Reproducible: Always

Comment 1

[Reed Loden [:reed]]

(In reply to comment #0)
> This domain was listed on mozilla's directory.  I assume this is the right
> place to post the bug.

The directory includes both official and non-official sites. AccessFirefox.org isn't an official site, but I'll just assign this to its owner and hope he sees it and can fix it. Not much I can do besides that.

Comment 3

[Ken Saunders]

I've removed the form and just added a mailto link until this gets straightened out.
Thanks to Mike for bringing this to my attention. I was unaware of the issue.

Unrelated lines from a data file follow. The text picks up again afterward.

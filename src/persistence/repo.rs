//! The repository seam between the services and storage.

use async_trait::async_trait;
use chrono::{DateTime, NaiveDate, Utc};
use rust_decimal::Decimal;

use super::models::{
    BankAccount, CartLine, CatalogItem, Customer, NewReservation, NewReservationLine, Reservation,
    ReservationLine, SlotAvailability, TimeSlot,
};
use crate::domain::{ItemKind, PaymentMethod, ReservationState};
use crate::error::BookingError;

/// Storage operations the booking services need.
///
/// The production implementation is [`super::PgBookingRepo`]; tests use
/// an in-memory one. Every method maps to at most one transaction —
/// [`BookingRepo::persist_reservation`] is the single multi-statement
/// atomic unit in the system.
#[async_trait]
pub trait BookingRepo: Send + Sync + std::fmt::Debug {
    /// Loads a customer by id.
    ///
    /// # Errors
    ///
    /// [`BookingError::CustomerNotFound`] when absent.
    async fn customer(&self, customer_id: i64) -> Result<Customer, BookingError>;

    /// Resolves a catalog item's name and current price.
    ///
    /// # Errors
    ///
    /// [`BookingError::ItemNotFound`] when absent or inactive.
    async fn catalog_item(&self, kind: ItemKind, item_id: i64) -> Result<CatalogItem, BookingError>;

    /// Adds `quantity` of an item to the customer's cart, creating the
    /// cart on first use and accumulating onto an existing line for the
    /// same item. The line's unit price is refreshed to `unit_price`.
    ///
    /// # Errors
    ///
    /// Database failures surface as [`BookingError::Database`].
    async fn add_cart_line(
        &self,
        customer_id: i64,
        kind: ItemKind,
        item_id: i64,
        quantity: i32,
        unit_price: Decimal,
    ) -> Result<CartLine, BookingError>;

    /// Lists the customer's cart lines in insertion order.
    ///
    /// # Errors
    ///
    /// Database failures surface as [`BookingError::Database`].
    async fn cart_lines(&self, customer_id: i64) -> Result<Vec<CartLine>, BookingError>;

    /// Finds the first open slot on a date, if any.
    ///
    /// # Errors
    ///
    /// Database failures surface as [`BookingError::Database`].
    async fn slot_for_date(&self, date: NaiveDate) -> Result<Option<TimeSlot>, BookingError>;

    /// Loads a slot by id.
    ///
    /// # Errors
    ///
    /// [`BookingError::SlotNotFound`] when absent.
    async fn slot(&self, slot_id: i64) -> Result<TimeSlot, BookingError>;

    /// Lists open slots on a date with spare capacity.
    ///
    /// # Errors
    ///
    /// Database failures surface as [`BookingError::Database`].
    async fn open_slots(&self, date: NaiveDate) -> Result<Vec<SlotAvailability>, BookingError>;

    /// Whether any PENDING or APPROVED reservation already claims the date.
    ///
    /// # Errors
    ///
    /// Database failures surface as [`BookingError::Database`].
    async fn active_reservation_on(&self, date: NaiveDate) -> Result<bool, BookingError>;

    /// Atomically inserts the reservation with all line snapshots and,
    /// when `empty_cart_for` is set, deletes that customer's cart lines.
    /// Nothing persists if any statement fails.
    ///
    /// # Errors
    ///
    /// [`BookingError::CodeCollision`] on a duplicate code,
    /// [`BookingError::DateAlreadyBooked`] when the active-date index
    /// rejects the insert, [`BookingError::Database`] otherwise.
    async fn persist_reservation(
        &self,
        reservation: &NewReservation,
        lines: &[NewReservationLine],
        empty_cart_for: Option<i64>,
    ) -> Result<i64, BookingError>;

    /// Loads a reservation by id.
    ///
    /// # Errors
    ///
    /// [`BookingError::ReservationNotFound`] when absent.
    async fn reservation(&self, reservation_id: i64) -> Result<Reservation, BookingError>;

    /// Loads a reservation by its public code.
    ///
    /// # Errors
    ///
    /// [`BookingError::ReservationNotFound`] when absent.
    async fn reservation_by_code(&self, code: &str) -> Result<Reservation, BookingError>;

    /// Lists a reservation's line snapshots.
    ///
    /// # Errors
    ///
    /// Database failures surface as [`BookingError::Database`].
    async fn reservation_lines(
        &self,
        reservation_id: i64,
    ) -> Result<Vec<ReservationLine>, BookingError>;

    /// Whether `transaction_id` is already recorded on any reservation
    /// other than `exclude`.
    ///
    /// # Errors
    ///
    /// Database failures surface as [`BookingError::Database`].
    async fn transaction_id_taken(
        &self,
        transaction_id: &str,
        exclude: i64,
    ) -> Result<bool, BookingError>;

    /// Marks a reservation APPROVED with its transaction id and
    /// confirmation timestamp.
    ///
    /// # Errors
    ///
    /// [`BookingError::ReservationNotFound`] when absent,
    /// [`BookingError::DuplicateTransactionId`] when the transaction-id
    /// index rejects the update.
    async fn mark_approved(
        &self,
        reservation_id: i64,
        transaction_id: &str,
        confirmed_at: DateTime<Utc>,
    ) -> Result<(), BookingError>;

    /// Sets a reservation's lifecycle state.
    ///
    /// # Errors
    ///
    /// [`BookingError::ReservationNotFound`] when absent.
    async fn set_state(
        &self,
        reservation_id: i64,
        state: ReservationState,
    ) -> Result<(), BookingError>;

    /// Records the chosen payment method and its attachments.
    ///
    /// # Errors
    ///
    /// [`BookingError::ReservationNotFound`] when absent.
    async fn set_payment(
        &self,
        reservation_id: i64,
        method: PaymentMethod,
        proof_url: Option<&str>,
        transaction_id: Option<&str>,
    ) -> Result<(), BookingError>;

    /// Lists active bank accounts for transfer payers.
    ///
    /// # Errors
    ///
    /// Database failures surface as [`BookingError::Database`].
    async fn active_bank_accounts(&self) -> Result<Vec<BankAccount>, BookingError>;
}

For the record, it is clearly stated on the contact page, and in the site's footer that Access Firefox is not officially affiliated with MoFo (or MoFo and MoCo as stated in the footer). 
It's one of the few sites (from the many) using a Mozilla trademark that actually applied for a domain name license. :)
Although, I do sincerely appreciate the Mozilla community directory listing.

Comment 4

[mike]

Ken Saunders:
Your welcome.  I am scanning a lot of the domains listed in the directory. I apologize for the misunderstanding.

Comment 5

[Reed Loden [:reed]]

Resolving this one, as it's been mitigated.

Comment 8

[Yvan Boily [:ygjb][:yvan]]

Adding keywords to bugs for metrics, no action required.  Sorry about bugmail spam.